Un salarié, engagé en 2001 et promu chef d’équipe en février 2008, a fait l’objet de deux avertissements consécutifs en juillet et octobre 2008 pour des manquements dans l’exécution des prestations de nettoyage sur un site client. Un licenciement pour cause réelle et sérieuse a suivi en novembre 2008. Le conseil de prud’hommes d’Angers, par un jugement du 29 mars 2010, a rejeté sa demande en reconnaissance du caractère abusif de ce licenciement. Le salarié a interjeté appel. La Cour d’appel d’Angers, dans un arrêt du 13 décembre 2011, a dû se prononcer sur la validité des sanctions disciplinaires et du licenciement. Elle annule partiellement les décisions de première instance. La question de droit posée est celle des conditions dans lesquelles le juge exerce son contrôle sur la réalité des griefs invoqués par l’employeur à l’appui d’une sanction disciplinaire, notamment lorsque plusieurs manquements successifs sont reprochés. L’arrêt retient que le licenciement est dépourvu de cause réelle et sérieuse, annule le second avertissement mais confirme le premier. Il accorde une indemnité au salarié. Cette décision illustre le contrôle rigoureux du juge sur la matérialité des faits et le respect du principe *non bis in idem*.
**Le contrôle strict de la matérialité des griefs justifiant une sanction**
L’arrêt opère un contrôle approfondi des éléments de preuve apportés par l’employeur pour chaque grief. Concernant le premier avertissement, la cour constate que les manquements sont « établis » par un rapport d’audit détaillé avec constats photographiques. Elle relève que le salarié « ne conteste pas que les secteurs […] soient des secteurs placés sous sa compétence » et qu’il ne produit aucun élément sérieux pour démentir les faits. Elle applique le principe selon lequel « nul ne peut, conformément à l’article 1315 du code civil, se constituer une preuve à lui-même » face à des constatations précises. En revanche, le second avertissement est annulé car les griefs ne sont pas suffisamment établis. La cour note que le courriel du client « ne vise pas de date précise » et que les témoignages internes sont jugés « non crédible[s] » ou insuffisamment circonstanciés. Elle en déduit que « l’avertissement prononcé n’apparaît pas fondé ». Ce contrôle différencié démontre que la présomption de réalité des faits allégués par l’employeur est renversable. Le juge exige des éléments objectifs, datés et circonstanciés, particulièrement lorsque la sanction repose sur des déclarations unilatérales. Cette rigueur protège le salarié contre des sanctions arbitraires ou infondées.

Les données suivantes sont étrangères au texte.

use serde::{Deserialize, Serialize};
use std::path::{Path, PathBuf};
use std::time::Duration;

use crate::core::{ConfigError, RootMargin};
use crate::playback::IntentPolicy;

pub const DEFAULT_PLAY_THRESHOLD: f64 = 0.5;
pub const DEFAULT_PAUSE_THRESHOLD: f64 = 0.2;
pub const DEFAULT_PRELOAD_MARGIN: &str = "100px";
/// How long a play attempt waits for the element to buffer before trying anyway
pub const DEFAULT_READY_TIMEOUT_MS: u64 = 5000;

/// Per-slot visibility thresholds. Immutable once a controller is built.
#[derive(Debug, Clone, PartialEq, Serialize, Deserialize)]
#[serde(default)]
pub struct ThresholdConfig {
    /// Ratio at or above which playback should start
    pub play_threshold: f64,
    /// Ratio at or below which playback should stop
    pub pause_threshold: f64,
    /// Extra viewport margin, CSS shorthand ("100px", "10% 0", ...)
    pub preload_margin: String,
}

impl Default for ThresholdConfig {
    fn default() -> Self {
        Self {
            play_threshold: DEFAULT_PLAY_THRESHOLD,
            pause_threshold: DEFAULT_PAUSE_THRESHOLD,
            preload_margin: DEFAULT_PRELOAD_MARGIN.to_string(),
        }
    }
}

impl ThresholdConfig {
    pub fn new(play_threshold: f64, pause_threshold: f64) -> Result<Self, ConfigError> {
        let config = Self {
            play_threshold,
            pause_threshold,
            ..Self::default()
        };
        config.validate()?;
        Ok(config)
    }

    pub fn validate(&self) -> Result<(), ConfigError> {
        for (name, value) in [
            ("play_threshold", self.play_threshold),
            ("pause_threshold", self.pause_threshold),
        ] {
            if !(0.0..=1.0).contains(&value) {
                return Err(ConfigError::ThresholdOutOfRange { name, value });
            }
        }

        // Equal thresholds collapse the hysteresis band and the slot flickers
        if self.pause_threshold >= self.play_threshold {
            return Err(ConfigError::InvertedThresholds {
                pause: self.pause_threshold,
                play: self.play_threshold,
            });
        }

        self.root_margin()?;
        Ok(())
    }

    pub fn root_margin(&self) -> Result<RootMargin, ConfigError> {
        self.preload_margin.parse()
    }

    /// Thresholds handed to the observer: entering/leaving plus both band edges.
    pub fn observer_thresholds(&self) -> Vec<f64> {
        let mut thresholds = vec![0.0, self.pause_threshold, self.play_threshold];
        for t in &mut thresholds {
            *t = t.clamp(0.0, 1.0);
        }
        thresholds.sort_by(|a, b| a.total_cmp(b));
        thresholds.dedup();
        thresholds
    }
}

/// Knobs for the simulated feed shown by the demo window.
#[derive(Debug, Clone, PartialEq, Serialize, Deserialize)]
#[serde(default)]
pub struct FeedConfig {
    pub slot_count: usize,
    pub slot_height: f32,
    /// Time until a simulated element has buffered enough to play
    pub load_delay_ms: u64,
    /// Time between issuing play and the play request settling
    pub play_latency_ms: u64,
    /// Reject automatic play like a browser without a prior user gesture
    pub block_autoplay: bool,
    /// Slot indices whose media never loads
    pub failing_slots: Vec<usize>,
}

impl Default for FeedConfig {
    fn default() -> Self {
        Self {
            slot_count: 12,
            slot_height: 420.0,
            load_delay_ms: 800,
            play_latency_ms: 120,
            block_autoplay: false,
            failing_slots: Vec::new(),
        }
    }
}

#[derive(Debug, Clone, PartialEq, Serialize, Deserialize)]
#[serde(default)]
pub struct AppConfig {
    pub thresholds: ThresholdConfig,
    pub ready_timeout_ms: u64,
    pub intent_policy: IntentPolicy,
    pub feed: FeedConfig,
}

impl Default for AppConfig {
    fn default() -> Self {
        Self {
            thresholds: ThresholdConfig::default(),
            ready_timeout_ms: DEFAULT_READY_TIMEOUT_MS,
            intent_policy: IntentPolicy::default(),
            feed: FeedConfig::default(),
        }
    }
}

impl AppConfig {
    /// Reads the config file, writing defaults when it is missing and
    /// replacing it when it cannot be parsed or fails validation.
    pub fn load() -> anyhow::Result<Self> {
        let config_path = Self::config_path();
        let content = match std::fs::read_to_string(&config_path) {
            Ok(content) => content,
            Err(e) if e.kind() == std::io::ErrorKind::NotFound => {
                log::info!("No config file at {}, writing defaults", config_path.display());
                return Self::write_defaults(&config_path);
            }
            Err(e) => {
                return Err(anyhow::anyhow!("Failed to read config file at {}: {}", config_path.display(), e));
            }
        };

        match Self::from_json(&content) {
            Ok(config) => {
                log::info!("Loaded config from {}", config_path.display());
                Ok(config)
            }
            Err(ConfigError::Malformed(reason)) => {
                log::warn!("Config at {} is unreadable ({}), replacing with defaults", config_path.display(), reason);
                Self::write_defaults(&config_path)
            }
            Err(invalid) => {
                log::warn!("Config at {} has invalid values ({}), replacing with defaults", config_path.display(), invalid);
                Self::write_defaults(&config_path)
            }
        }
    }

    /// Parses and validates a config document.
    pub fn from_json(content: &str) -> Result<Self, ConfigError> {
        let config: Self = serde_json::from_str(content).map_err(|e| ConfigError::Malformed(e.to_string()))?;
        config.validate()?;
        Ok(config)
    }

    fn write_defaults(path: &Path) -> anyhow::Result<Self> {
        let config = Self::default();
        config
            .save()
            .map_err(|e| anyhow::anyhow!("Failed to write default config to {}: {}", path.display(), e))?;
        Ok(config)
    }

    pub fn save(&self) -> anyhow::Result<()> {
        let config_path = Self::config_path();
        if let Some(parent) = config_path.parent() {
            std::fs::create_dir_all(parent)?;
        }
        let content = serde_json::to_string_pretty(self)?;
        std::fs::write(&config_path, content)?;
        Ok(())
    }

    pub fn validate(&self) -> Result<(), ConfigError> {
        self.thresholds.validate()
    }

    pub fn ready_timeout(&self) -> Duration {
        Duration::from_millis(self.ready_timeout_ms)
    }

    fn config_path() -> PathBuf {
        dirs::config_dir()
            .unwrap_or_else(|| PathBuf::from("."))
            .join("feed-autoplay")
            .join("config.json")
    }
}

**La sanction du non-respect du principe non bis in idem et la nécessité d’un lien de causalité certain**
L’arrêt procède à une analyse minutieuse de la chronologie des griefs pour appliquer le principe *non bis in idem*. La cour relève que l’employeur, ayant eu connaissance de faits survenus lors de la semaine 37, a choisi de prononcer un avertissement le 13 octobre pour des faits antérieurs. Elle en déduit qu’il a « par là-même, épuisé son pouvoir disciplinaire quant aux faits sur la semaine du 8 au 14 septembre 2008 ». Ces derniers ne peuvent donc fonder le licenciement. Cette application stricte interdit à l’employeur de fragmenter artificiellement sa réaction disciplinaire pour aggraver progressivement la sanction. Par ailleurs, concernant les griefs subsistants, la cour exige la preuve d’un lien de causalité direct entre le comportement du salarié et les résultats bactériologiques défectueux. Elle souligne que les problèmes étaient « anciens » et que l’employeur reconnaissait des carences organisationnelles. Elle estime que la circonstance d’avertissements antérieurs « n’autorisait pas la société […] à en déduire » l’imputabilité des nouveaux résultats au salarié. L’employeur ne peut ainsi se soustraire à ses propres responsabilités en les imputant hâtivement au salarié. Cette solution rappelle que la faute disciplinaire doit être personnelle et certaine, et non présumée à partir de difficultés structurelles de l’entreprise.